On March 9th 1851, in a letter to a friend, Dickens wrote:

'After taking the most sensible advice I could get, (including my own), I have resolved to carry her down to Malvern, & put her under a vigorous discipline of exercise, air & cold water. We go on Thursday morning- and come back for good I don't know when. But I shall be backwards and forwards once or twice a week.....

Dickens arranged for her to stay at a guest house called Knotsford Lodge, now part of The Abbey Hotel, and right next to Dr. Wilson's Hydropathic Establishment. There was Kate, her sister, a maid, some of the children and other servants staying there so they took over the whole first floor.

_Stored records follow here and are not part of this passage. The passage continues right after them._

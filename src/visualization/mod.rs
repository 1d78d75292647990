mod charts;
mod tables;

pub use charts::{format_temperature_trend, print_temperature_trend};
pub use tables::{
    format_cells_table, format_projection_table, format_summary_table, print_cells_table,
    print_projection_table, print_summary_table,
};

It seems that Dickens went backwards and forwards between Malvern and his home in London throughout her stay in Malvern. This would have been by train to Worcester via Birmingham or train to Gloucester and then travel by some form of horse drawn vehicle. It is suggested that he might well have walked from Worcester, a journey of eight miles. However it was, it was complicated and expensive and he did the journey frequently.